The overlapping of several binary oppositions in the model of the world of ancient man could lead to four-membered complexes, for example, to the scheme of the “horizontal” model of orientation to the four cardinal directions.
The use of the sacred sign of the cross is associated with the archaic form of settlement in a number of later ancient Egyptian cultures (the hieroglyph for the designation of the settlement, which is a cross inscribed in a circle), South Asian, in the culture of American Indians, where this sign, as well as the symbolism of the sacred number 4, is especially widely represented.
Three-term divisions in the history of cultures begin to play a significant role later than two-term and four-term divisions based on them. The later primitive art (unlike the primitive Paleolithic) is characterized by the complication of images (animals, humans, solar and lunar symbols) around the central image of the world tree, in which three parts are always distinguished: the top, middle and roots. This image remains dominant in many traditions.

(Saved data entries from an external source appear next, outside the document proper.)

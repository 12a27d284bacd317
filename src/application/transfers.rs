//! Money transfer between two accounts as a compensating saga.
//!
//! Steps, each a separate ledger write:
//!
//! 1. record the transfer intent (unsettled)
//! 2. check the destination account's currency
//! 3. resolve the conversion rate from source to destination currency
//! 4. debit the source
//! 5. credit the destination, on failure re-credit the source
//! 6. mark the transfer settled, on failure undo both legs
//!
//! A failure before step 5 leaves no balance changed. Compensation runs under
//! a detached context so that a cancelled caller cannot interrupt it halfway.

use super::accounts::AccountService;
use super::context::Context;
use super::exchange::ExchangeRateService;
use super::transactions::TransactionService;
use crate::domain::currency::Currency;
use crate::domain::money::Amount;
use crate::domain::ports::TransferRepositoryRef;
use crate::domain::transaction::TransactionKind;
use crate::domain::transfer::Transfer;
use crate::error::{LedgerError, Result};
use std::time::Instant;
use tracing::{error, info, warn};
use uuid::Uuid;

#[derive(Clone)]
pub struct TransferService {
    transfers: TransferRepositoryRef,
    accounts: AccountService,
    rates: ExchangeRateService,
    transactions: TransactionService,
}

impl TransferService {
    /// Creates a new transfer service from its collaborators.
    pub fn new(
        transfers: TransferRepositoryRef,
        accounts: AccountService,
        rates: ExchangeRateService,
        transactions: TransactionService,
    ) -> Self {
        Self {
            transfers,
            accounts,
            rates,
            transactions,
        }
    }

    /// Moves `amount` from `source` to `destination`.
    ///
    /// `currency` must be the destination account's currency. Both legs move
    /// the amount converted from the source currency into the destination
    /// currency. No retries: a concurrent writer surfaces as
    /// `ConcurrentModification`.
    pub async fn transfer_money(
        &self,
        ctx: &Context,
        source: Uuid,
        destination: Uuid,
        currency: Currency,
        amount: Amount,
    ) -> Result<Transfer> {
        let started = Instant::now();

        let transfer = ctx
            .call(
                "create bank transfer",
                self.transfers
                    .create(Transfer::initiate(source, destination, currency, amount)),
            )
            .await
            .inspect_err(|err| {
                error!(
                    source = %source,
                    destination = %destination,
                    amount = %amount,
                    error = %err,
                    "Failed to record transfer"
                );
            })?;
        let note = format!("transfer {}", transfer.id);

        let destination_account = self.accounts.get(ctx, destination).await?;
        if destination_account.currency != currency {
            warn!(
                transfer_id = %transfer.id,
                requested = %currency,
                destination_currency = %destination_account.currency,
                "Transfer currency does not match destination account"
            );
            return Err(LedgerError::InvalidCurrency(format!(
                "destination account {} holds {}, transfer requested {}",
                destination, destination_account.currency, currency
            )));
        }

        let source_account = self.accounts.get(ctx, source).await?;
        let rate = self
            .rates
            .resolve(ctx, source_account.currency, destination_account.currency)
            .await?;
        let converted = amount * rate;

        self.transactions
            .apply_transaction(ctx, source, converted, TransactionKind::Transfer, &note)
            .await
            .inspect_err(|err| {
                warn!(
                    transfer_id = %transfer.id,
                    source = %source,
                    error = %err,
                    "Transfer aborted at source debit"
                );
            })?;

        if let Err(err) = self
            .transactions
            .apply_transaction(ctx, destination, converted, TransactionKind::Deposit, &note)
            .await
        {
            let legs = [(source, TransactionKind::Deposit)];
            return Err(self.roll_back(ctx, &transfer, converted, err, &legs).await);
        }

        let settled = match self.settle(ctx, transfer.clone()).await {
            Ok(settled) => settled,
            Err(err) => {
                let legs = [
                    (source, TransactionKind::Deposit),
                    (destination, TransactionKind::Transfer),
                ];
                return Err(self.roll_back(ctx, &transfer, converted, err, &legs).await);
            }
        };

        info!(
            transfer_id = %settled.id,
            source = %source,
            destination = %destination,
            currency = %currency,
            amount = %amount,
            rate = %rate,
            converted = %converted,
            duration_ms = started.elapsed().as_millis() as u64,
            "Transfer settled"
        );
        Ok(settled)
    }

    /// Fetches a transfer record by id.
    pub async fn get(&self, ctx: &Context, transfer_id: Uuid) -> Result<Transfer> {
        ctx.call("get bank transfer", self.transfers.get(transfer_id))
            .await
    }

    async fn settle(&self, ctx: &Context, mut transfer: Transfer) -> Result<Transfer> {
        let observed = transfer.updated_at;
        let id = transfer.id;
        transfer.settle()?;

        match ctx
            .call(
                "update bank transfer",
                self.transfers.update(transfer, observed),
            )
            .await?
        {
            Some(settled) => Ok(settled),
            None => {
                self.get(ctx, id).await?;
                Err(LedgerError::concurrent_modification("bank transfer", id))
            }
        }
    }

    /// Applies each compensating leg and folds the outcome into one error.
    ///
    /// Every leg is attempted even if an earlier one failed.
    async fn roll_back(
        &self,
        ctx: &Context,
        transfer: &Transfer,
        converted: Amount,
        cause: LedgerError,
        legs: &[(Uuid, TransactionKind)],
    ) -> LedgerError {
        warn!(
            transfer_id = %transfer.id,
            error = %cause,
            legs = legs.len(),
            "Transfer failed after a committed leg, compensating"
        );

        let ctx = ctx.detached();
        let note = format!("compensation for transfer {}", transfer.id);
        let mut failure = None;
        for &(account_id, kind) in legs {
            if let Err(err) = self
                .transactions
                .apply_transaction(&ctx, account_id, converted, kind, &note)
                .await
            {
                error!(
                    transfer_id = %transfer.id,
                    account_id = %account_id,
                    transaction_type = %kind,
                    amount = %converted,
                    error = %err,
                    "Compensating transaction failed"
                );
                failure.get_or_insert(err);
            }
        }

        match failure {
            None => {
                info!(transfer_id = %transfer.id, "Transfer rolled back");
                LedgerError::TransferRolledBack {
                    transfer_id: transfer.id,
                    cause: Box::new(cause),
                }
            }
            Some(compensation) => LedgerError::CompensationFailed {
                transfer_id: transfer.id,
                original: Box::new(cause),
                compensation: Box::new(compensation),
            },
        }
    }
}

#[cfg(test)]
mod tests {
    use super::*;
    use crate::domain::money::Balance;
    use crate::infrastructure::in_memory::InMemoryLedger;
    use rust_decimal_macros::dec;
    use std::sync::Arc;

    fn service(ledger: &InMemoryLedger) -> TransferService {
        let accounts = AccountService::new(Arc::new(ledger.accounts.clone()));
        TransferService::new(
            Arc::new(ledger.transfers.clone()),
            accounts,
            ExchangeRateService::new(Arc::new(ledger.rates.clone())),
            TransactionService::new(
                Arc::new(ledger.accounts.clone()),
                Arc::new(ledger.transactions.clone()),
            ),
        )
    }

    #[tokio::test]
    async fn test_same_currency_transfer_settles() {
        let ledger = InMemoryLedger::new();
        let transfers = service(&ledger);
        let accounts = AccountService::new(Arc::new(ledger.accounts.clone()));
        let ctx = Context::default();
        let alice = accounts
            .open_account(&ctx, "0000000001", "Alice", Currency::Usd, Balance::new(dec!(100)))
            .await
            .unwrap();
        let bob = accounts
            .open_account(&ctx, "0000000002", "Bob", Currency::Usd, Balance::ZERO)
            .await
            .unwrap();

        let transfer = transfers
            .transfer_money(&ctx, alice.id, bob.id, Currency::Usd, Amount::new(dec!(40)).unwrap())
            .await
            .unwrap();

        assert!(transfer.settled);
        assert!(transfers.get(&ctx, transfer.id).await.unwrap().settled);
        assert_eq!(accounts.current_balance(&ctx, alice.id).await.unwrap().0, Balance::new(dec!(60)));
        assert_eq!(accounts.current_balance(&ctx, bob.id).await.unwrap().0, Balance::new(dec!(40)));
    }

    #[tokio::test]
    async fn test_currency_mismatch_moves_nothing() {
        let ledger = InMemoryLedger::new();
        let transfers = service(&ledger);
        let accounts = AccountService::new(Arc::new(ledger.accounts.clone()));
        let ctx = Context::default();
        let alice = accounts
            .open_account(&ctx, "0000000001", "Alice", Currency::Usd, Balance::new(dec!(100)))
            .await
            .unwrap();
        let bob = accounts
            .open_account(&ctx, "0000000002", "Bob", Currency::Eur, Balance::ZERO)
            .await
            .unwrap();

        let result = transfers
            .transfer_money(&ctx, alice.id, bob.id, Currency::Usd, Amount::new(dec!(40)).unwrap())
            .await;

        assert!(matches!(result, Err(LedgerError::InvalidCurrency(_))));
        assert_eq!(accounts.current_balance(&ctx, alice.id).await.unwrap().0, Balance::new(dec!(100)));
        assert_eq!(accounts.current_balance(&ctx, bob.id).await.unwrap().0, Balance::ZERO);
    }

    #[tokio::test]
    async fn test_overdraft_aborts_before_any_movement() {
        let ledger = InMemoryLedger::new();
        let transfers = service(&ledger);
        let accounts = AccountService::new(Arc::new(ledger.accounts.clone()));
        let ctx = Context::default();
        let alice = accounts
            .open_account(&ctx, "0000000001", "Alice", Currency::Usd, Balance::new(dec!(10)))
            .await
            .unwrap();
        let bob = accounts
            .open_account(&ctx, "0000000002", "Bob", Currency::Usd, Balance::ZERO)
            .await
            .unwrap();

        let result = transfers
            .transfer_money(&ctx, alice.id, bob.id, Currency::Usd, Amount::new(dec!(40)).unwrap())
            .await;

        assert!(matches!(result, Err(LedgerError::InsufficientBalance { .. })));
        assert_eq!(accounts.current_balance(&ctx, bob.id).await.unwrap().0, Balance::ZERO);
    }
}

According to Plato, the difference between arithmetic as the science of numbers and geometry as the science of “figures” is that geometry represents numbers and numerical relations in the form of spatial bodies and figures. Numbers and geometric objects have different status for him, numbers are ideal entities, geometric shapes are “intermediate” entities. And objects that have the shape of a ball or cube are only sensory similarities of an ideal ball or cube, just as a drawing is only a sensory similarity of a geometric figure. By their status, geometric constructions differ both from the objects of the sensory world and from the ideal entities of numbers. Trying to find the ontological status of geometric objects, Plato for the first time introduces the concept of the geometric space of the element of geometry, a kind of medium between ideas and the sensory world.
Plato’s polyhedra are formulas of a certain way of organized space with all its three dimensions. Triangles act not only as spatial, geometric shapes, but they also delimit space, because it is space that is enclosed in regular polyhedra corresponding to the elements.
Such a structural-geometric, symbolic architectural understanding of space generates not only architectural abstractions (megalomaniacs in France of the XVIII century), but also leads to scientific philosophical generalizations of the picture of the world. This is possible precisely because of the conventionality and beyond the historicity of Platonic geometry figures as archetypes of spatial thinking. The ideas of the search for symmetry or harmony of the world, characteristic of astronomers, physicists, architects of Modern times, go back to them.
In his first work, The Mystery of the Universe (1597), Kepler tries to deduce from a single geometric principle the number of orbits, their relative sizes and the nature of the movement of the planets and thereby “reveal the plans of the creator himself.”
So, the geometry of the Solar System (the mystery of the universe”), according to Kepler, consists in the following construction: “The Earth (meaning the orbit of the Earth) is the measure of all orbits. We will describe a dodecahedron around it. The sphere described around the dodecahedron is the sphere of Mars. We will describe a tetrahedron around the sphere of Mars. The sphere described around the tetrahedron is the sphere of Jupiter. Around the sphere of Jupiter we describe a cube . The sphere described around is the sphere of Saturn. Let’s put an icosahedron into the sphere of the earth. The sphere inscribed in it is the sphere of Venus. Let’s put an octahedron into the sphere of Venus. The sphere inscribed in it is the sphere of Mercury.”
Being convinced of the correctness of the received solution, Kepler considers it necessary to justify his confidence with the following arguments. Since the Almighty, “the most perfect of builders, had to create a creation with impeccable beauty,” for this he, like mortals, had to be guided by number and measure. “The line and the surface do not contain numbers, the unlimited reigns here. Spatial bodies also. Wrong bodies should be thrown out of consideration, because we are talking about the basis of the best ordered structure.” The only possibility remains: an ordered system of five Platonic bodies in a certain way.
Let’s agree that the brilliant astronomer has quite an architectural, rationally aspiring mindset. Kepler’s picture of the world can be represented as a pattern of concentric geometric shapes.Symbolic architectural understanding of space, different concepts correspond to one pattern. There are many figurative models, spatial structures, the composite framework of which is reduced to a single pattern. A pattern line intersected by short segments can mean the plan of the alley of sphinxes in Luxor and the concept of linear settlement, developed at the turn of the 20-30s and in the mid-50s of the last century. A symmetrical geometric figure, whether it is a spatial model or a pictorial pattern, is a traditional way of dissecting space.
Here is what K. Tange says about the use of structural archetypes: “When we give a typed function a typed form, this function becomes visible, acquires an individual character. Developing this idea, we discover that the form can express not only the physical, but also the metaphysical function of a particular space. The very process of structuring space presupposes a symbolic way of thinking…”.